私自身はこの機能を使ったことがないため、コマンドの使い方などは間違っている可能性があります。

  1. git am foobar.patch
  2. applypatch-msg
     patch中の commit msg のチェック用。0以外を返すと中止。
  3. 一時的にpatchを適用(commitはまだ)
  4. pre-applypatch
     patchが適用された物が正常動作するかどうかなどの受け入れテスト用。
     0以外を返すと適用中止。
  5. patchを正式に受け入れcommit
  6. post-applypatch
     apply 後の通知や自動処理に使う

rebase / merge関係

こちらはシンプルなので説明だけ

  • pre-rebase
     rebase する前にチェックして rebase を中断させるなどで使う。
     0以外を返すとrebase中止。
  • post-rebase
     事後の告知とか自動実行とか。
  • post-merge
     同じく merge 版の事後の告知とか自動実行とか。
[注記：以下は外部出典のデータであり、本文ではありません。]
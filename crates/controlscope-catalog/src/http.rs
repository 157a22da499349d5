//! Remote catalog API client.

use crate::error::{FetchError, Result};
use crate::source::{parse_catalog_document, CatalogSource};
use async_trait::async_trait;
use controlscope_core::{CatalogConfig, Control};
use reqwest::header::{ACCEPT, CONTENT_TYPE};
use reqwest::Client;
use std::time::Duration;
use tracing::{debug, info};

/// Catalog source backed by the remote catalog API.
///
/// Endpoints are tried in order; the first one answering with a usable
/// catalog document wins. Each request is bounded by the configured timeout.
#[derive(Debug, Clone)]
pub struct HttpCatalogSource {
    client: Client,
    base_url: String,
    endpoints: Vec<String>,
    timeout: Duration,
}

impl HttpCatalogSource {
    /// Create a new source.
    ///
    /// # Errors
    /// Returns error if the HTTP client cannot be created.
    pub fn new(
        base_url: impl Into<String>,
        endpoints: Vec<String>,
        timeout: Duration,
    ) -> Result<Self> {
        let base_url = base_url.into();
        let client = Client::builder()
            .timeout(timeout)
            .user_agent(concat!("controlscope/", env!("CARGO_PKG_VERSION")))
            .build()
            .map_err(|e| FetchError::Unavailable {
                origin: base_url.clone(),
                reason: format!("failed to create HTTP client: {e}"),
            })?;

        Ok(Self {
            client,
            base_url,
            endpoints,
            timeout,
        })
    }

    /// Create a source from the catalog configuration section.
    ///
    /// # Errors
    /// Returns error if the HTTP client cannot be created.
    pub fn from_config(config: &CatalogConfig) -> Result<Self> {
        Self::new(
            config.base_url.clone(),
            config.endpoints.clone(),
            config.timeout(),
        )
    }

    /// Full URLs in the order they are tried.
    #[must_use]
    pub fn endpoint_urls(&self) -> Vec<String> {
        let base = self.base_url.trim_end_matches('/');
        self.endpoints
            .iter()
            .map(|path| {
                if path.starts_with('/') {
                    format!("{base}{path}")
                } else {
                    format!("{base}/{path}")
                }
            })
            .collect()
    }

    async fn fetch_endpoint(&self, url: &str) -> Result<Vec<Control>> {
        let response = self
            .client
            .get(url)
            .header(ACCEPT, "application/json")
            .header(CONTENT_TYPE, "application/json")
            .send()
            .await
            .map_err(|e| self.transport_error(url, e))?;

        let status = response.status();
        if !status.is_success() {
            return Err(FetchError::Status {
                url: url.to_string(),
                status: status.as_u16(),
            });
        }

        let body = response
            .text()
            .await
            .map_err(|e| self.transport_error(url, e))?;

        parse_catalog_document(url, &body)
    }

    fn transport_error(&self, url: &str, error: reqwest::Error) -> FetchError {
        if error.is_timeout() {
            FetchError::Timeout {
                url: url.to_string(),
                after: self.timeout,
            }
        } else {
            FetchError::Http {
                url: url.to_string(),
                source: error,
            }
        }
    }
}

#[async_trait]
impl CatalogSource for HttpCatalogSource {
    async fn fetch(&self) -> Result<Vec<Control>> {
        let urls = self.endpoint_urls();
        let mut last_error = None;

        for url in &urls {
            debug!(url = %url, "requesting control catalog");

            match self.fetch_endpoint(url).await {
                Ok(controls) => {
                    info!(url = %url, count = controls.len(), "fetched remote control catalog");
                    return Ok(controls);
                }
                Err(e) => {
                    debug!(url = %url, error = %e, "catalog endpoint failed");
                    last_error = Some(e);
                }
            }
        }

        match last_error {
            Some(last) => Err(FetchError::Exhausted {
                attempts: urls.len(),
                last: Box::new(last),
            }),
            None => Err(FetchError::Unavailable {
                origin: self.base_url.clone(),
                reason: "no catalog endpoints configured".to_string(),
            }),
        }
    }

    fn name(&self) -> &str {
        &self.base_url
    }
}

#[cfg(test)]
mod tests {
    use super::*;

    #[test]
    fn test_endpoint_urls_join_paths() {
        let source = HttpCatalogSource::new(
            "https://catalog.example/api/",
            vec!["/controls".to_string(), "v2/controls".to_string()],
            Duration::from_secs(1),
        )
        .expect("create source");

        assert_eq!(
            source.endpoint_urls(),
            vec![
                "https://catalog.example/api/controls".to_string(),
                "https://catalog.example/api/v2/controls".to_string(),
            ]
        );
    }

    #[test]
    fn test_from_config_uses_defaults() {
        let source = HttpCatalogSource::from_config(&CatalogConfig::default()).expect("create");
        assert_eq!(source.timeout, Duration::from_secs(30));
        assert_eq!(
            source.endpoint_urls()[0],
            "https://csrc.nist.gov/api/csrc/v1/controls/sp800-53/r5"
        );
    }

    #[tokio::test]
    async fn test_no_endpoints_is_unavailable() {
        let source =
            HttpCatalogSource::new("http://127.0.0.1:9", Vec::new(), Duration::from_secs(1))
            .expect("create source");
        let err = source.fetch().await.expect_err("no endpoints must fail");
        assert!(matches!(err, FetchError::Unavailable { .. }));
    }
}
こちらはpreはない。

サーバサイドフック

外部から push されたときに動くスクリプトです

  1. git push your_server master
  2. pre-receive
     push を受けた際の最初に実行される。主に受け入れテスト用。
     0以外を返すと受け入れ中止。
  3. update
     push を受けた際ブランチ毎に実行される。主に受け入れテスト用。
     0以外を返すと受け入れ中止。
  4. Received!
  5. post-update
     push を受けた際ブランチ毎に実行される。多分メッセージ表示とか用。
  6. post-receive
     push を受けた際の最後に実行される。MLに告知を流したり色々処理したり。